(Data for this exercise begins)

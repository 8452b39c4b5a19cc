use std::sync::Arc;

/// Events emitted during synchronization for progress reporting
#[derive(Debug, Clone)]
pub enum ProgressEvent {
    /// Feed is being fetched from URL
    FetchingFeed { title: String, url: String },

    /// Feed could not be fetched or parsed; the subscription is skipped
    FeedFailed { title: String, error: String },

    /// Feed has been parsed and new items selected
    FeedParsed {
        title: String,
        total_items: usize,
        new_items: usize,
    },

    /// A new item is not downloaded (ineligible or already on disk)
    ItemSkipped { item_title: String, reason: String },

    /// A download is starting
    DownloadStarting {
        item_title: String,
        /// Index of this item among the new items
        index: usize,
        total: usize,
        /// Expected content length in bytes, if known
        content_length: Option<u64>,
    },

    /// Download progress update
    DownloadProgress {
        item_title: String,
        bytes_downloaded: u64,
        total_bytes: Option<u64>,
    },

    /// A download completed successfully
    DownloadCompleted {
        item_title: String,
        bytes_downloaded: u64,
    },

    /// A download failed; remaining items of this subscription wait for the next pass
    DownloadFailed { item_title: String, error: String },

    /// Partial files were cleaned up while preparing a directory
    PartialFilesCleanedUp { count: usize },

    /// A subscription has been processed and persisted
    SubscriptionSynced {
        title: String,
        watermark: i64,
        downloaded: usize,
        skipped: usize,
        failed: usize,
    },

    /// A full pass over all subscriptions completed
    PassCompleted {
        subscriptions: usize,
        downloaded: usize,
        skipped: usize,
        failed: usize,
    },
}

/// Trait for reporting progress events during synchronization.
///
/// Implementations can use this to display progress bars, log messages,
/// or collect statistics.
pub trait ProgressReporter: Send + Sync {
    /// Report a progress event
    fn report(&self, event: ProgressEvent);
}

/// A shared reference to a progress reporter
pub type SharedProgressReporter = Arc<dyn ProgressReporter>;

/// A no-op progress reporter that silently ignores all events.
/// Useful for tests or quiet mode.
#[derive(Debug, Default, Clone, Copy)]
pub struct NoopReporter;

impl ProgressReporter for NoopReporter {
    fn report(&self, _event: ProgressEvent) {
        // Intentionally empty
    }
}

impl NoopReporter {
    /// Create a new NoopReporter wrapped in an Arc
    pub fn shared() -> SharedProgressReporter {
        Arc::new(Self)
    }
}

#[cfg(test)]
mod tests {
    use super::*;

    #[test]
    fn noop_reporter_handles_all_events() {
        let reporter = NoopReporter;

        reporter.report(ProgressEvent::FetchingFeed {
            title: "Test Podcast".to_string(),
            url: "https://example.com/feed.xml".to_string(),
        });

        reporter.report(ProgressEvent::FeedParsed {
            title: "Test Podcast".to_string(),
            total_items: 10,
            new_items: 5,
        });

        reporter.report(ProgressEvent::ItemSkipped {
            item_title: "Video Episode".to_string(),
            reason: "unsupported enclosure type 'video/mp4'".to_string(),
        });

        reporter.report(ProgressEvent::DownloadProgress {
            item_title: "Episode 1".to_string(),
            bytes_downloaded: 512,
            total_bytes: None,
        });

        reporter.report(ProgressEvent::DownloadFailed {
            item_title: "Episode 2".to_string(),
            error: "Connection timeout".to_string(),
        });

        reporter.report(ProgressEvent::PassCompleted {
            subscriptions: 2,
            downloaded: 4,
            skipped: 5,
            failed: 1,
        });
    }
}
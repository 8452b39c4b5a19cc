use std::io::Write;
use std::path::Path;

use serde::Serialize;
use tempfile::NamedTempFile;

use crate::error::PersistError;

/// Atomically replace `path` with `content`.
///
/// The data goes to a temp file in the same directory, is synced, and then
/// renamed over the target, so readers see either the old or the new file.
pub fn write_atomic(path: &Path, content: &[u8]) -> Result<(), PersistError> {
    let io_err = |source| PersistError::Io {
        path: path.to_path_buf(),
        source,
    };

    let dir = match path.parent() {
        Some(parent) if !parent.as_os_str().is_empty() => parent,
        _ => Path::new("."),
    };

    let mut tmp = NamedTempFile::new_in(dir).map_err(io_err)?;
    tmp.write_all(content).map_err(io_err)?;
    tmp.flush().map_err(io_err)?;
    tmp.as_file().sync_all().map_err(io_err)?;
    tmp.persist(path).map_err(|e| io_err(e.error))?;

    Ok(())
}

/// Serialize `value` as pretty JSON and write it atomically
pub fn write_json_atomic<T: Serialize>(path: &Path, value: &T) -> Result<(), PersistError> {
    let json = serde_json::to_vec_pretty(value)?;
    write_atomic(path, &json)
}

#[cfg(test)]
mod tests {
    use super::*;
    use tempfile::tempdir;

    #[test]
    fn write_atomic_replaces_existing_content() {
        let dir = tempdir().unwrap();
        let path = dir.path().join("doc.json");

        write_atomic(&path, b"old contents that are longer").unwrap();
        write_atomic(&path, b"new").unwrap();

        assert_eq!(std::fs::read(&path).unwrap(), b"new");
    }

    #[test]
    fn write_atomic_leaves_no_temp_files() {
        let dir = tempdir().unwrap();
        let path = dir.path().join("doc.json");

        write_atomic(&path, b"data").unwrap();

        let entries: Vec<_> = std::fs::read_dir(dir.path()).unwrap().collect();
        assert_eq!(entries.len(), 1);
    }

    #[test]
    fn write_atomic_fails_for_missing_directory() {
        let dir = tempdir().unwrap();
        let path = dir.path().join("missing").join("doc.json");

        let result = write_atomic(&path, b"data");
        assert!(matches!(result, Err(PersistError::Io { .. })));
    }
}
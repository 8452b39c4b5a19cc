pub mod config;
pub mod episode;
pub mod error;
pub mod feed;
pub mod http;
pub mod logging;
pub mod persist;
pub mod progress;
pub mod select;
pub mod state;
pub mod store;
pub mod subscription;
pub mod sync;

// Re-export main types for convenience
pub use config::Config;
pub use episode::{DownloadJob, DownloadedArtifact, download_enclosure};
pub use error::{
    ConfigError, DownloadError, EligibilityError, EntryError, FeedError, IndexError, StoreError,
    SubscribeError, SyncError, TransportError, UnsubscribeError,
};
pub use feed::{Enclosure, FeedDocument, FeedItem, fetch_feed, parse_feed};
pub use http::{HttpClient, HttpResponse, ReqwestClient};
pub use progress::{NoopReporter, ProgressEvent, ProgressReporter, SharedProgressReporter};
pub use select::{check_eligibility, select_new};
pub use store::{FeedStore, Subscription};
pub use subscription::{SubscribeOutcome, list_subscriptions, subscribe, unsubscribe};
pub use sync::{PassReport, SubscriptionReport, SyncContext, run_periodic, sync_once};
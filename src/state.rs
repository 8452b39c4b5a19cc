use std::path::{Path, PathBuf};

use crate::episode::is_partial_file;
use crate::error::StateError;

/// A subscription directory that is ready to receive downloads
#[derive(Debug, Clone)]
pub struct Destination {
    pub dir: PathBuf,
    /// Number of partial files that were cleaned up
    pub partial_files_cleaned: usize,
}

/// Make sure `dir` exists and holds no leftovers from interrupted downloads.
///
/// A `.partial` file never has a marker, so removing it loses nothing; the
/// item it belonged to is downloaded again.
pub fn prepare_destination(dir: &Path) -> Result<Destination, StateError> {
    if !dir.exists() {
        std::fs::create_dir_all(dir).map_err(|e| StateError::CreateDirectoryFailed {
            path: dir.to_path_buf(),
            source: e,
        })?;

        return Ok(Destination {
            dir: dir.to_path_buf(),
            partial_files_cleaned: 0,
        });
    }

    let read_err = |e| StateError::ReadDirectoryFailed {
        path: dir.to_path_buf(),
        source: e,
    };

    let mut partial_files_cleaned = 0;
    for entry in std::fs::read_dir(dir).map_err(read_err)? {
        let path = entry.map_err(read_err)?.path();
        let is_partial = path
            .file_name()
            .and_then(|n| n.to_str())
            .is_some_and(is_partial_file);

        if is_partial && std::fs::remove_file(&path).is_ok() {
            partial_files_cleaned += 1;
        }
    }

    Ok(Destination {
        dir: dir.to_path_buf(),
        partial_files_cleaned,
    })
}

#[cfg(test)]
mod tests {
    use super::*;
    use tempfile::tempdir;

    #[test]
    fn creates_nonexistent_dir() {
        let dir = tempdir().unwrap();
        let target = dir.path().join("Show");

        let dest = prepare_destination(&target).unwrap();

        assert!(target.is_dir());
        assert_eq!(dest.dir, target);
        assert_eq!(dest.partial_files_cleaned, 0);
    }

    #[test]
    fn existing_dir_is_left_intact() {
        let dir = tempdir().unwrap();
        std::fs::write(dir.path().join("ep.mp3"), b"audio").unwrap();
        std::fs::write(dir.path().join("ep.json"), b"{}").unwrap();

        let dest = prepare_destination(dir.path()).unwrap();

        assert_eq!(dest.partial_files_cleaned, 0);
        assert!(dir.path().join("ep.mp3").exists());
        assert!(dir.path().join("ep.json").exists());
    }

    #[test]
    fn cleans_up_partial_files() {
        let dir = tempdir().unwrap();
        std::fs::write(dir.path().join("episode1.mp3.partial"), b"partial data 1").unwrap();
        std::fs::write(dir.path().join("episode2.mp3.partial"), b"partial data 2").unwrap();
        std::fs::write(dir.path().join("episode3.mp3"), b"complete audio").unwrap();

        let dest = prepare_destination(dir.path()).unwrap();

        assert_eq!(dest.partial_files_cleaned, 2);
        assert!(!dir.path().join("episode1.mp3.partial").exists());
        assert!(!dir.path().join("episode2.mp3.partial").exists());
        assert!(dir.path().join("episode3.mp3").exists());
    }

    #[test]
    fn file_in_the_way_is_an_error() {
        let dir = tempdir().unwrap();
        let target = dir.path().join("Show");
        std::fs::write(&target, b"not a directory").unwrap();

        assert!(matches!(
            prepare_destination(&target),
            Err(StateError::ReadDirectoryFailed { .. })
        ));
    }
}
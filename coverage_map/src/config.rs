// THEORY:
// A batch run probes the same screen location on every map of a week, because all
// maps share one projection and layout. That location and the resolver's tunables are
// the whole configuration. It is a plain struct the caller builds, optionally
// overridden from environment variables the way the engine's runners read theirs.

use crate::core_modules::pixel_buffer::Point;
use crate::core_modules::resolver::ResolverConfig;
use crate::core_modules::ring::RingMetric;
use crate::error::ConfigError;
use serde::{Deserialize, Serialize};

/// A point inside the Philadelphia market on the standard map layout.
pub const DEFAULT_QUERY: Point = Point::new(1065, 327);

pub const QUERY_X_VAR: &str = "COVERAGE_QUERY_X";
pub const QUERY_Y_VAR: &str = "COVERAGE_QUERY_Y";
pub const SEARCH_RADIUS_VAR: &str = "COVERAGE_SEARCH_RADIUS";
pub const RING_METRIC_VAR: &str = "COVERAGE_RING_METRIC";

/// Configuration for one batch over all maps of a period.
#[derive(Debug, Clone, Copy, PartialEq, Eq, Serialize, Deserialize)]
pub struct BatchConfig {
    /// The pixel probed on every map.
    pub query: Point,
    #[serde(default)]
    pub resolver: ResolverConfig,
}

impl Default for BatchConfig {
    fn default() -> Self {
        Self::with_query(DEFAULT_QUERY)
    }
}

impl BatchConfig {
    pub fn with_query(query: Point) -> Self {
        Self {
            query,
            resolver: ResolverConfig::default(),
        }
    }

    /// Applies `COVERAGE_*` environment overrides on top of `defaults`.
    pub fn from_env(defaults: BatchConfig) -> Result<Self, ConfigError> {
        Self::from_lookup(defaults, |name| std::env::var(name).ok())
    }

    /// Like `from_env`, reading variables through `lookup`.
    pub fn from_lookup<F>(defaults: BatchConfig, lookup: F) -> Result<Self, ConfigError>
    where
        F: Fn(&str) -> Option<String>,
    {
        let mut config = defaults;

        if let Some(value) = lookup(QUERY_X_VAR) {
            config.query.x = parse_u32(QUERY_X_VAR, &value)?;
        }
        if let Some(value) = lookup(QUERY_Y_VAR) {
            config.query.y = parse_u32(QUERY_Y_VAR, &value)?;
        }
        if let Some(value) = lookup(SEARCH_RADIUS_VAR) {
            config.resolver.search_radius_limit = parse_u32(SEARCH_RADIUS_VAR, &value)?;
        }
        if let Some(value) = lookup(RING_METRIC_VAR) {
            config.resolver.metric =
                value
                    .parse::<RingMetric>()
                    .map_err(|_| ConfigError::InvalidMetric {
                        var: RING_METRIC_VAR,
                        value: value.clone(),
                    })?;
        }

        Ok(config)
    }
}

fn parse_u32(var: &'static str, value: &str) -> Result<u32, ConfigError> {
    value.trim().parse().map_err(|_| ConfigError::InvalidInteger {
        var,
        value: value.to_string(),
    })
}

(Data for this exercise ends)

- Exercise description -
All lines from the top of the data through the line containing "String, url: String" need to be retyped exactly, and nothing more.

- Solution to the exercise -
repository 8452b39c4b5a19cc
use std::sync::Arc;

/// Events emitted during synchronization for progress reporting
#[derive(Debug, Clone)]
pub enum ProgressEvent {
    /// Feed is being fetched from URL
    FetchingFeed { title: String, url: String },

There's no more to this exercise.